Compute how many lines in the entries below contain "SourceReading", and output nothing but the number.

[Source records]
####

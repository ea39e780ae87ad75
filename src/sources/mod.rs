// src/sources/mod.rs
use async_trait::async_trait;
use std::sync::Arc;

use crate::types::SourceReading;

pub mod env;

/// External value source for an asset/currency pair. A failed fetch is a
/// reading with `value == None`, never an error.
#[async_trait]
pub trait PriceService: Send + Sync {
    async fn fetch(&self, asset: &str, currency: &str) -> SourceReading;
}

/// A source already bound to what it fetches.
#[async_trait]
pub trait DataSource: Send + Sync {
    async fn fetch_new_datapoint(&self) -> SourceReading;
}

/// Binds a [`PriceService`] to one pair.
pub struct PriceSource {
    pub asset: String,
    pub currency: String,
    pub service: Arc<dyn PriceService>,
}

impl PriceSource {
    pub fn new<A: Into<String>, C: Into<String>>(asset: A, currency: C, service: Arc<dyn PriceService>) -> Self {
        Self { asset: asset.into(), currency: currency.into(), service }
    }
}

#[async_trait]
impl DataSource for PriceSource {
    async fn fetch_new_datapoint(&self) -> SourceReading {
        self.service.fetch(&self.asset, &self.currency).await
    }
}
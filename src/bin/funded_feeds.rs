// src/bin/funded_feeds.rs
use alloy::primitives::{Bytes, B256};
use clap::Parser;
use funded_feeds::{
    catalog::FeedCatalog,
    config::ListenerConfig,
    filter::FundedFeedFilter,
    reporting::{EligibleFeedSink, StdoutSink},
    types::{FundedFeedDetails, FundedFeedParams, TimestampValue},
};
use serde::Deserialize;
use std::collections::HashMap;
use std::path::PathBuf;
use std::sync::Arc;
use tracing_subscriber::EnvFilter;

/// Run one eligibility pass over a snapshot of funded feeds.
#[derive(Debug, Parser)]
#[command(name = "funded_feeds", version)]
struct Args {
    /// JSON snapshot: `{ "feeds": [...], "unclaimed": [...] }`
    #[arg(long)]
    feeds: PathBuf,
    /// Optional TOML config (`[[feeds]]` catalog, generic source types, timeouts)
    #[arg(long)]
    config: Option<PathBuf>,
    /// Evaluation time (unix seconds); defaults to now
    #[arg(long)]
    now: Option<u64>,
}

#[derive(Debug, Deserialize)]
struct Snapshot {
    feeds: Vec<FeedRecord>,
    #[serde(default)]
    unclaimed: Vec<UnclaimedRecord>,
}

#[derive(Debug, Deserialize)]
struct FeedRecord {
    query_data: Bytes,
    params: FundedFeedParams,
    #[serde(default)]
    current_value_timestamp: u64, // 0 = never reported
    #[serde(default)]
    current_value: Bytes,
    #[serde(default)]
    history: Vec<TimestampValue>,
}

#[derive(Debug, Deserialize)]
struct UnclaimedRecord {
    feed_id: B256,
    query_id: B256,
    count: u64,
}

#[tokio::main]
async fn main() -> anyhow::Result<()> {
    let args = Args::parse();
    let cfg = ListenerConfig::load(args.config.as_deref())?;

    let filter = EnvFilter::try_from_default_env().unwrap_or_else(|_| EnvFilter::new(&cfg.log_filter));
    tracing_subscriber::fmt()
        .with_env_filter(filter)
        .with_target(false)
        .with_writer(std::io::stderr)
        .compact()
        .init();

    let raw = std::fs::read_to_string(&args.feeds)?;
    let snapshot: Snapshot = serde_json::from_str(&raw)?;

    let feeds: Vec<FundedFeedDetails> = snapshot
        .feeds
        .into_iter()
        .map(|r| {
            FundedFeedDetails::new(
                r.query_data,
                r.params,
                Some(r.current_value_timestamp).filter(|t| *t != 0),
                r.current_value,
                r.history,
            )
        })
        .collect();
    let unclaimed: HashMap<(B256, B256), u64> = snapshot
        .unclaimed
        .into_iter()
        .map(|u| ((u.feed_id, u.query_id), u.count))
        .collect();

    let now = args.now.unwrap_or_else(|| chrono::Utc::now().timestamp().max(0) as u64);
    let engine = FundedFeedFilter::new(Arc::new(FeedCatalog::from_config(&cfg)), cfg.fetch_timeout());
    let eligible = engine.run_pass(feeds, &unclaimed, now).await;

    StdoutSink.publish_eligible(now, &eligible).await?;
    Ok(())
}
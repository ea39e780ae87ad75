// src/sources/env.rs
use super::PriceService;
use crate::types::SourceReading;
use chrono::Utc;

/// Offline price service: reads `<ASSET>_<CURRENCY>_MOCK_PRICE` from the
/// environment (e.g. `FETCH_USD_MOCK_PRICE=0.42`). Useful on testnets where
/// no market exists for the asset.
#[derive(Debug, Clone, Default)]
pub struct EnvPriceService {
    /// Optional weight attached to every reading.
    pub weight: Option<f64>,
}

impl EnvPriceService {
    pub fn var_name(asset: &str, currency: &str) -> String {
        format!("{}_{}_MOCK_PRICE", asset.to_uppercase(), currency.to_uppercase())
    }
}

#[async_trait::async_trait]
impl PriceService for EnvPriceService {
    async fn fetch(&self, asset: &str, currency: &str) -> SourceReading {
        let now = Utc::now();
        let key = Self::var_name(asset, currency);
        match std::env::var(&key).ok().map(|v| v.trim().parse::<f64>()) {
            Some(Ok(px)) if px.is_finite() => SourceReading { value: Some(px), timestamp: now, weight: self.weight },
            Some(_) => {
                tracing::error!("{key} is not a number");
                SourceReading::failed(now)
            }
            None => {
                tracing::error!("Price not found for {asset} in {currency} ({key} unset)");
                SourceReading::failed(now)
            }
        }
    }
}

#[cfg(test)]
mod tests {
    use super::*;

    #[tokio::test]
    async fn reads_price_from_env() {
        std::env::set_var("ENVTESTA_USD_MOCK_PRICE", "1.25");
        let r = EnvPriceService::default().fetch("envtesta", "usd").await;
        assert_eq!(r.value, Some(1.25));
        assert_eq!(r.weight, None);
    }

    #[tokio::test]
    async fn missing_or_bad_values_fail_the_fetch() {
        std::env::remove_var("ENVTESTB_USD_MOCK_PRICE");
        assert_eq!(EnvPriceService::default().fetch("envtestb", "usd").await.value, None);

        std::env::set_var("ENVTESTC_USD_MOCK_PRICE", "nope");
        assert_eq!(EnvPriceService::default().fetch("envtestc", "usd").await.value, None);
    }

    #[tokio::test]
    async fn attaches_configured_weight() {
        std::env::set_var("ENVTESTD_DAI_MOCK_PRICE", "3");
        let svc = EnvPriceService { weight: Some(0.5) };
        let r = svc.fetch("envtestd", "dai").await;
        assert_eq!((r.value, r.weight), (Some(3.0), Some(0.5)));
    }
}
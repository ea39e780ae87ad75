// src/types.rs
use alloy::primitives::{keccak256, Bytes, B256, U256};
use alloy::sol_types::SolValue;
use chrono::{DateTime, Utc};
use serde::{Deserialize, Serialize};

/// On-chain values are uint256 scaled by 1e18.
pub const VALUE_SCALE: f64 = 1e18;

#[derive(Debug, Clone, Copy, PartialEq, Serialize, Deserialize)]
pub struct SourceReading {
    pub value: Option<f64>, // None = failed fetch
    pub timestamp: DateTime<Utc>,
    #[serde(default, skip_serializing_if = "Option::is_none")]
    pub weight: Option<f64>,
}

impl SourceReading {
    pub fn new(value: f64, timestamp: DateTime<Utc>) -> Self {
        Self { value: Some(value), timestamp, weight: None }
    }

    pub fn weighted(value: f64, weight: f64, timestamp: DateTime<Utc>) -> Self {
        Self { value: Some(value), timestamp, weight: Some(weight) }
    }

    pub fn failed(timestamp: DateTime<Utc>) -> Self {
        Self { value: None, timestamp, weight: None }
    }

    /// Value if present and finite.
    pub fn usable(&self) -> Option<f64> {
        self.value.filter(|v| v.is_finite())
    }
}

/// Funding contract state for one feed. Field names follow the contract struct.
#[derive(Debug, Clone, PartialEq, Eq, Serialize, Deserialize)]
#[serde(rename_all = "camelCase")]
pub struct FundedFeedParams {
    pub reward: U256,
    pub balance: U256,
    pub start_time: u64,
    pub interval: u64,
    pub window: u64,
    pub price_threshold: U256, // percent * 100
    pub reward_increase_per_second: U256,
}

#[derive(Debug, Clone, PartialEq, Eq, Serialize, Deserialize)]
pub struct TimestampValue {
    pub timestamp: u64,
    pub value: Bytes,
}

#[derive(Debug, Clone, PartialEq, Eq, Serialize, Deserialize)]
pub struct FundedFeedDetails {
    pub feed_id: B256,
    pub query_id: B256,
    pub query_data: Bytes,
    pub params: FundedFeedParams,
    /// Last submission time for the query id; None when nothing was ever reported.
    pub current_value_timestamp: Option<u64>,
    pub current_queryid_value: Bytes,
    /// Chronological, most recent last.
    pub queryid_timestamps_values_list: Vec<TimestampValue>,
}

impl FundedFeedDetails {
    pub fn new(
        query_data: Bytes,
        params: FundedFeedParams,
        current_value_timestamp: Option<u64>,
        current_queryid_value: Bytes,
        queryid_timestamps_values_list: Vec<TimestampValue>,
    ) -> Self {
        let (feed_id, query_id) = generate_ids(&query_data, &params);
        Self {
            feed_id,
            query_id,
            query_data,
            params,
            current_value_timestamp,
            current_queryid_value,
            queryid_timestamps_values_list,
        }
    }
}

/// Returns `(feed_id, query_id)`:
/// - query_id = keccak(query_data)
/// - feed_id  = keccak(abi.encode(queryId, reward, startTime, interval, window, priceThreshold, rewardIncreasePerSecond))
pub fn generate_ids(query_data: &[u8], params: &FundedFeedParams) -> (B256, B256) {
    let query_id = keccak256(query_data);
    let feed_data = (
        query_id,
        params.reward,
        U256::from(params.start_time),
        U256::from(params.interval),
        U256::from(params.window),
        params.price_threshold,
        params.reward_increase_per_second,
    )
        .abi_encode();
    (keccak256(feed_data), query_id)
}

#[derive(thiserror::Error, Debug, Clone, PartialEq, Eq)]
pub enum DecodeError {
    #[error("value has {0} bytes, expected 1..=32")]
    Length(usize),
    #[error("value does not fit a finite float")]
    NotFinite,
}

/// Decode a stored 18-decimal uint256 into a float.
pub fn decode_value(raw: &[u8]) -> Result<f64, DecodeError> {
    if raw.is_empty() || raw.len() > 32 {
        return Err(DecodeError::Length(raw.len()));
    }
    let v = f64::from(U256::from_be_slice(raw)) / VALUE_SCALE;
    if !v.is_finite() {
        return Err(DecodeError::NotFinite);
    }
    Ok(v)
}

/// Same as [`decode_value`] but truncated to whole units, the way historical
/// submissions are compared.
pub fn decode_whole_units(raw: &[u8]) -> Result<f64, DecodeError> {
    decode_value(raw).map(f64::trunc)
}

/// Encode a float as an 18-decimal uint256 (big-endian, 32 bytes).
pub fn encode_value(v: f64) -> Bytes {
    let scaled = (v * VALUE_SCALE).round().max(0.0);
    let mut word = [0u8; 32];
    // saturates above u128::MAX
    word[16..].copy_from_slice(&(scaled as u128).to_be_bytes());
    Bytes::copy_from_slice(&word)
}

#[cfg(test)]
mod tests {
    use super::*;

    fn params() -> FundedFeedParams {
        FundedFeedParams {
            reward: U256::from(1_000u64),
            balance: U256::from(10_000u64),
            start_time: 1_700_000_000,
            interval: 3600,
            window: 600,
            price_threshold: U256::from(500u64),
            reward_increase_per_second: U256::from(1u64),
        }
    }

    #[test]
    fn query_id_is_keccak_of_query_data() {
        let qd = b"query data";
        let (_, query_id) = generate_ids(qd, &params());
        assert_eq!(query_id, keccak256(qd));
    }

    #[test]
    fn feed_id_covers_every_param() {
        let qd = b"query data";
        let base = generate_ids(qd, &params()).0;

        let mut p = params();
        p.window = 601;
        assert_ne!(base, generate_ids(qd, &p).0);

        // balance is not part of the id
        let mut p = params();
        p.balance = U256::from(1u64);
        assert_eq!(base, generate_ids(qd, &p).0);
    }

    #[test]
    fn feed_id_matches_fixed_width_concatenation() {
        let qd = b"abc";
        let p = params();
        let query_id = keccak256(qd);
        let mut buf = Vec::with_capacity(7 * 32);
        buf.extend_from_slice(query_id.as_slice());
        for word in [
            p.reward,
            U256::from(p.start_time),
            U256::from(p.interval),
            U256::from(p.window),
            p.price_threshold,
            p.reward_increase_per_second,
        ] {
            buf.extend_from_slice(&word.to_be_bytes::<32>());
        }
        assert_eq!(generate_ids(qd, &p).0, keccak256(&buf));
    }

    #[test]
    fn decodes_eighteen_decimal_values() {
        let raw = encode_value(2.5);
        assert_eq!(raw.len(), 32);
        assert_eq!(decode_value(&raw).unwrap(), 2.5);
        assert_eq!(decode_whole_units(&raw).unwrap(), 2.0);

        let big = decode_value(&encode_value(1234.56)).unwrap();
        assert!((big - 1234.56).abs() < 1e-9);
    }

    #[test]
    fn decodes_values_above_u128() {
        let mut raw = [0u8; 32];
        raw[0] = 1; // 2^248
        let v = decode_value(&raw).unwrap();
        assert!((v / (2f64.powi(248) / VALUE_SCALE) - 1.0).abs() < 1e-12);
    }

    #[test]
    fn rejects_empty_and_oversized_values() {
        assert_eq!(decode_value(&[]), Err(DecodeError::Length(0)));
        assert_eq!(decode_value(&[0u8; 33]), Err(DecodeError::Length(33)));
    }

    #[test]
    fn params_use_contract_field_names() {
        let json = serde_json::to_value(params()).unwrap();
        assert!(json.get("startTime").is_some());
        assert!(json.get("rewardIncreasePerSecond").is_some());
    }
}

####

## Task output
11